■ Items from a data source ■
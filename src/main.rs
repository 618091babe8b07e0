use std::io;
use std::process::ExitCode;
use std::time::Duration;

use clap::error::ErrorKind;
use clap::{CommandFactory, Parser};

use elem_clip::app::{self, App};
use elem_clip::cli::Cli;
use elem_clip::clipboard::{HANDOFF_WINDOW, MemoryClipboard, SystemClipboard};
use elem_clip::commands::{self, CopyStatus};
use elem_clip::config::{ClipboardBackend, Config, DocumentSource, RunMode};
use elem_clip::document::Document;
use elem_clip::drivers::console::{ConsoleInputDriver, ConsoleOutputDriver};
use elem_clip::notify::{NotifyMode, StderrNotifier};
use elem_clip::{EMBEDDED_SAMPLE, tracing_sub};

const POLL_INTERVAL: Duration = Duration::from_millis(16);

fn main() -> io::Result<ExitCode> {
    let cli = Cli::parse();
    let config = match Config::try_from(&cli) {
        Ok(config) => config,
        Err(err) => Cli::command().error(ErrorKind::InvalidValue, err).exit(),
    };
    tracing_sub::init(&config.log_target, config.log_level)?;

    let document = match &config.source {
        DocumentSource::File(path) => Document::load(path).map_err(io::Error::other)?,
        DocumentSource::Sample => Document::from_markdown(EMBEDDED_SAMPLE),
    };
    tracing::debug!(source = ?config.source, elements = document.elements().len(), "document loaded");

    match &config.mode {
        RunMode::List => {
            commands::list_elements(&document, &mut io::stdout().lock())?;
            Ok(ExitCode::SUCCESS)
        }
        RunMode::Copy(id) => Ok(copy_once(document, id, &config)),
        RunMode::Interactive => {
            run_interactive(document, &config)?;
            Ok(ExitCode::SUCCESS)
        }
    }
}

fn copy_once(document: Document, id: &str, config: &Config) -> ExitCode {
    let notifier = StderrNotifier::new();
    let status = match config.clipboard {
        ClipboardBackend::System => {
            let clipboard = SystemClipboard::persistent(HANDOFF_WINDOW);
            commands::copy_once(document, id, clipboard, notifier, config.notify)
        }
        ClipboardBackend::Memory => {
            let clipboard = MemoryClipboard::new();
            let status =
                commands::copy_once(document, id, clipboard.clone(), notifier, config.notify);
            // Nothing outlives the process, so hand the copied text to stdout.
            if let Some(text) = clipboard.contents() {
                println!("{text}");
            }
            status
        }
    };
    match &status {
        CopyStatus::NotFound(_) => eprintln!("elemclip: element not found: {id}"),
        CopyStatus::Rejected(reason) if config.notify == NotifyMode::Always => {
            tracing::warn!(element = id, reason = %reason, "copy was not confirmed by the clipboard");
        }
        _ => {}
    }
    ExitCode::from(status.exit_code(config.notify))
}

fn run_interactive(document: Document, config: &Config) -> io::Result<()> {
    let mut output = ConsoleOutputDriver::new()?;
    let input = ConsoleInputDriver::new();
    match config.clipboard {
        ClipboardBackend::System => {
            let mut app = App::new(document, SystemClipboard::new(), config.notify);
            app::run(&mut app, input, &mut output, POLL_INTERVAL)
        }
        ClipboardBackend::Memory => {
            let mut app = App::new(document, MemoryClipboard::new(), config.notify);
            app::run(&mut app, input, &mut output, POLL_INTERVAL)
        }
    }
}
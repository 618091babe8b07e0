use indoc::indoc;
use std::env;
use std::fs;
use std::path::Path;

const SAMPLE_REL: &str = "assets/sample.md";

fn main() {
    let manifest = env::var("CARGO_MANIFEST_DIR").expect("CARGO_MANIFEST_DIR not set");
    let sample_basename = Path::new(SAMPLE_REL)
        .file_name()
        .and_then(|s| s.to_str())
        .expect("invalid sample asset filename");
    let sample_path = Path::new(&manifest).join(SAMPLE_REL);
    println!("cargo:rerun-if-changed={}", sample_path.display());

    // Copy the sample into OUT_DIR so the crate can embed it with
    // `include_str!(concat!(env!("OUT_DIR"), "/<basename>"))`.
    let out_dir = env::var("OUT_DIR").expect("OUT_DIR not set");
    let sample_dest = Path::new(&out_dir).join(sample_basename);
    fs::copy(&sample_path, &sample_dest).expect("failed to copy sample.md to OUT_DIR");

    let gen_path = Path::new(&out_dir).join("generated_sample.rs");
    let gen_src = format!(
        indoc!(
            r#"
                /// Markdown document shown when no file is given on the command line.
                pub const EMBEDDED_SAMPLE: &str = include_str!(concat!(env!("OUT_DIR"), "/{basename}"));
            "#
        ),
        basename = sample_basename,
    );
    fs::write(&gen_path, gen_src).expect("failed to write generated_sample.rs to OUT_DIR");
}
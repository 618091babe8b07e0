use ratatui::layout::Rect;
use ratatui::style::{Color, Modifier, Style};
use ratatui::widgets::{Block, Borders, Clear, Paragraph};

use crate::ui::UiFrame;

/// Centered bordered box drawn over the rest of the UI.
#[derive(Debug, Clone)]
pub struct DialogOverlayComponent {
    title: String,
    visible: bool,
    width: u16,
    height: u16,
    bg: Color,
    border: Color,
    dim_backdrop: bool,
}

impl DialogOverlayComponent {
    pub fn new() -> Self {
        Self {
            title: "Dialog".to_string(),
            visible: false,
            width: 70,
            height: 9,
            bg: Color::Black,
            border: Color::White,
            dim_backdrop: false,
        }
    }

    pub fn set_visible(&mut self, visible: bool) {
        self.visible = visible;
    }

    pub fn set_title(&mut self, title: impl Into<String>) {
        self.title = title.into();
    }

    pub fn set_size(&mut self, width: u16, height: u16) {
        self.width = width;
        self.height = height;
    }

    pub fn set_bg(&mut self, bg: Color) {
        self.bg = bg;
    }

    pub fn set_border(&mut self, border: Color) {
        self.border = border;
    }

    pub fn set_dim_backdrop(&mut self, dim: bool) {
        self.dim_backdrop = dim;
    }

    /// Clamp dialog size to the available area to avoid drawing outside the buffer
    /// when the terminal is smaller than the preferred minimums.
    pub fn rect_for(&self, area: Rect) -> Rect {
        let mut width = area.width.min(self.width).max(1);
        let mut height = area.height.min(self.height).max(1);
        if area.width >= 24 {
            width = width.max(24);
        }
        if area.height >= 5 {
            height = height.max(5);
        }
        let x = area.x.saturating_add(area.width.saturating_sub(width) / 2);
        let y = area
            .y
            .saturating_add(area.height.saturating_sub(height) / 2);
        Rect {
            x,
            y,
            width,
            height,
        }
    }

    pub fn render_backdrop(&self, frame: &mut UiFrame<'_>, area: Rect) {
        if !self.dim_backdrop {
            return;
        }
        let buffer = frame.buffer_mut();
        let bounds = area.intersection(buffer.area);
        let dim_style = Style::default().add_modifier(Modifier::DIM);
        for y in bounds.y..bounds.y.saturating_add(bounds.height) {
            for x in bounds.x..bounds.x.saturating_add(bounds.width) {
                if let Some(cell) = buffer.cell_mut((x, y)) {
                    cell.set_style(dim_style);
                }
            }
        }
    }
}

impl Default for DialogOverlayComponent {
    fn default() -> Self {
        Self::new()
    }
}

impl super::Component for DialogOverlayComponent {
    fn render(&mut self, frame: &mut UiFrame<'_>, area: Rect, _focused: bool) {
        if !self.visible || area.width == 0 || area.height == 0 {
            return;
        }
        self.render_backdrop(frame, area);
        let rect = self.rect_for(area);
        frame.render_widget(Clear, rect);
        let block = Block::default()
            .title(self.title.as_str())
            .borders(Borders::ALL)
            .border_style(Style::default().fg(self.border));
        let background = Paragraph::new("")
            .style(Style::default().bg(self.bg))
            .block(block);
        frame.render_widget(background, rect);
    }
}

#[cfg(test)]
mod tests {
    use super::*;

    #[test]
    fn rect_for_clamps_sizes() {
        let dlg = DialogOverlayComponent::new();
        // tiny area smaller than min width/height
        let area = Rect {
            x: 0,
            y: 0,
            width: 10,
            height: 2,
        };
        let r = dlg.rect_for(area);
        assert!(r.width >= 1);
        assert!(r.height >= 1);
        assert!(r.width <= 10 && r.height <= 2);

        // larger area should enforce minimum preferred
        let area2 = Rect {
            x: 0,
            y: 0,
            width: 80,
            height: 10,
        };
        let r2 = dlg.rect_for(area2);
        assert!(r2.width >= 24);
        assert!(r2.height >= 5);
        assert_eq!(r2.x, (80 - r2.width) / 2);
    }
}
--
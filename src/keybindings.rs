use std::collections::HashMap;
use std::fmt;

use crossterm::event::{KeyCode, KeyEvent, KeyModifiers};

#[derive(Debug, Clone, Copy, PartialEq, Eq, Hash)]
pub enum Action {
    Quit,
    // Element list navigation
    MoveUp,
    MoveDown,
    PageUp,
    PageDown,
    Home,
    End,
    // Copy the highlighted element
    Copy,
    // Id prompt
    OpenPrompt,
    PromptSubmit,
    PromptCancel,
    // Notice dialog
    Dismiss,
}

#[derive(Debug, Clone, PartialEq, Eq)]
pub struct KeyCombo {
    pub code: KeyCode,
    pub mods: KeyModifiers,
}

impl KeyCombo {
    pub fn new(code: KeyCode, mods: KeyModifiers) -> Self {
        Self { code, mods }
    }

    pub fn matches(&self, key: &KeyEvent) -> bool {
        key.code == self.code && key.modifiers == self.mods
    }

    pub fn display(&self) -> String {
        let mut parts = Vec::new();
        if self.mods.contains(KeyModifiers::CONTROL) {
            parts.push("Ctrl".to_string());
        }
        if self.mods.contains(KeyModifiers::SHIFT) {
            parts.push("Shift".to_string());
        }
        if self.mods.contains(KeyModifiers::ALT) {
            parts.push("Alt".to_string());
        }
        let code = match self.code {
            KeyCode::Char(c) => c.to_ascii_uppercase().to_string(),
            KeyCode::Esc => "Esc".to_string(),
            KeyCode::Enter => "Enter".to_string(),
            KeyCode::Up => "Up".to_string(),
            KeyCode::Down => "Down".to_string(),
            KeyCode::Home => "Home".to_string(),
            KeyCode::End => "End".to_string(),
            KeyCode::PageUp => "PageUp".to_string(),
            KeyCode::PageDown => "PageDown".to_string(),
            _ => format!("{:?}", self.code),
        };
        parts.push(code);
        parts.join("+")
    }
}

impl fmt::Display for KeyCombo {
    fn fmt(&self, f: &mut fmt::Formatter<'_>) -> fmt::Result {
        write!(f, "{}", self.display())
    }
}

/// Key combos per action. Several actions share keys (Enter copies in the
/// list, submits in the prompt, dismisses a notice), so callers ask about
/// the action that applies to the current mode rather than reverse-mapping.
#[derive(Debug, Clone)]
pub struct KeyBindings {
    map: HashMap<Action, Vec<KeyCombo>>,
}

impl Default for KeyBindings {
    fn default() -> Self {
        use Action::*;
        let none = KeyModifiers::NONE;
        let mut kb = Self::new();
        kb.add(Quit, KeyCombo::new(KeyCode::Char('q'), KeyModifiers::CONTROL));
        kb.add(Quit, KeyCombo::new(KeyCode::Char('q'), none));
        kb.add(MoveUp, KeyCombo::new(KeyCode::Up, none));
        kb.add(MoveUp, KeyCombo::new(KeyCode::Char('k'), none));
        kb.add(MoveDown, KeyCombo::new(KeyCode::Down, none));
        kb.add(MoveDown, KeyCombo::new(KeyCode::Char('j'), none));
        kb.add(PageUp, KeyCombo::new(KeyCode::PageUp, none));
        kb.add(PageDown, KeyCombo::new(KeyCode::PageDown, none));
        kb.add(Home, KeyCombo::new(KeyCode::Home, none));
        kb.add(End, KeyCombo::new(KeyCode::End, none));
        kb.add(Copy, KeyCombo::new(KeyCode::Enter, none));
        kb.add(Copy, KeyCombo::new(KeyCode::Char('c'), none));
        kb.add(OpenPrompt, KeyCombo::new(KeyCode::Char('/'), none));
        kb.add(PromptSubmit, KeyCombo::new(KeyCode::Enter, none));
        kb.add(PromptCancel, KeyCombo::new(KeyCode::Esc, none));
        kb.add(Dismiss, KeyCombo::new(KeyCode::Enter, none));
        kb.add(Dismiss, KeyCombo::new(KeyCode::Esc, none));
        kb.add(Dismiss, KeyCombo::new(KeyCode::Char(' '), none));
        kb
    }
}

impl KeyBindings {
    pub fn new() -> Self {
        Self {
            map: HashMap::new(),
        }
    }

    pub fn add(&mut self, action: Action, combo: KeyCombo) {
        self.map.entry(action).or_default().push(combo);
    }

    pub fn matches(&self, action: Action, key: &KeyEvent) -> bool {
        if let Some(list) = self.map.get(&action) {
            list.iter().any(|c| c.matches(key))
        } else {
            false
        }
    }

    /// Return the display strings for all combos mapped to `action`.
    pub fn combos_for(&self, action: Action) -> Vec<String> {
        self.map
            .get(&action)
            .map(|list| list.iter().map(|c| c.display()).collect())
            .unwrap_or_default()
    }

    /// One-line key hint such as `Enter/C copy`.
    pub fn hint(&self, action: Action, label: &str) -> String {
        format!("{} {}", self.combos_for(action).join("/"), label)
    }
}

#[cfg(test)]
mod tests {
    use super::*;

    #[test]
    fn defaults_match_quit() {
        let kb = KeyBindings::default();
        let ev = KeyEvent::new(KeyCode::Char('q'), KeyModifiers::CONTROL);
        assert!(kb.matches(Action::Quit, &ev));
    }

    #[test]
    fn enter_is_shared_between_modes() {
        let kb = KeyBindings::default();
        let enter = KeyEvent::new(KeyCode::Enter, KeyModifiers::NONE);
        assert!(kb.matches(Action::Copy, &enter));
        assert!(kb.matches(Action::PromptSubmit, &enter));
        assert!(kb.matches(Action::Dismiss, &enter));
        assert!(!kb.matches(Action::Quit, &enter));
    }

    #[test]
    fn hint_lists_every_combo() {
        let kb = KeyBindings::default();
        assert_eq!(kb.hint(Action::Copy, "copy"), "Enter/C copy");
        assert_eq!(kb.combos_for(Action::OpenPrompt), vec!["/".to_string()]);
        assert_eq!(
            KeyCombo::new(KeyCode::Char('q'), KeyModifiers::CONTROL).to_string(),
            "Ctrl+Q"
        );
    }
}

■ What is required ■
From the records above, copy each line in which the string "Color" occurs.

■ Written response ■
use ratatui::style::{Color, Modifier, Style};
    bg: Color,
    border: Color,
            bg: Color::Black,
            border: Color::White,
    pub fn set_bg(&mut self, bg: Color) {
    pub fn set_border(&mut self, border: Color) {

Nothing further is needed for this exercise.